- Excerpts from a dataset
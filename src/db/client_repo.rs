// src/db/client_repo.rs

use sqlx::{Executor, PgPool, Postgres};

use crate::{
    common::error::AppError,
    models::{client::Client, visit::ClientCategory},
};

#[derive(Clone)]
pub struct ClientRepository {
    pool: PgPool,
}

impl ClientRepository {
    pub fn new(pool: PgPool) -> Self {
        Self { pool }
    }

    /// Busca o cliente pelo nome ou cria. Dados novos (CNPJ, região, categoria)
    /// sobrescrevem os antigos; campos ausentes mantêm o que já estava gravado.
    pub async fn find_or_create<'e, E>(
        &self,
        executor: E,
        name: &str,
        tax_id: Option<&str>,
        region: Option<&str>,
        category: Option<ClientCategory>,
    ) -> Result<Client, AppError>
    where
        E: Executor<'e, Database = Postgres>,
    {
        let client = sqlx::query_as::<_, Client>(
            r#"
            INSERT INTO clients (name, tax_id, region, category)
            VALUES ($1, $2, $3, COALESCE($4, 'posto'::client_category))
            ON CONFLICT (name) DO UPDATE SET
                tax_id = COALESCE(EXCLUDED.tax_id, clients.tax_id),
                region = COALESCE(EXCLUDED.region, clients.region),
                category = COALESCE($4, clients.category)
            RETURNING id, name, tax_id, region, category, created_at
            "#,
        )
        .bind(name)
        .bind(tax_id)
        .bind(region)
        .bind(category)
        .fetch_one(executor)
        .await?;

        Ok(client)
    }

    pub async fn list_all(&self) -> Result<Vec<Client>, AppError> {
        let clients = sqlx::query_as::<_, Client>(
            "SELECT id, name, tax_id, region, category, created_at FROM clients ORDER BY name ASC",
        )
        .fetch_all(&self.pool)
        .await?;
        Ok(clients)
    }
}
pub mod error;
pub mod i18n;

- WHAT THE TASK ASKS
Whichever lines of the records above hold the word "Postgres" should all be copied out.

- EXERCISE ANSWER
use sqlx::{Executor, PgPool, Postgres};
        E: Executor<'e, Database = Postgres>,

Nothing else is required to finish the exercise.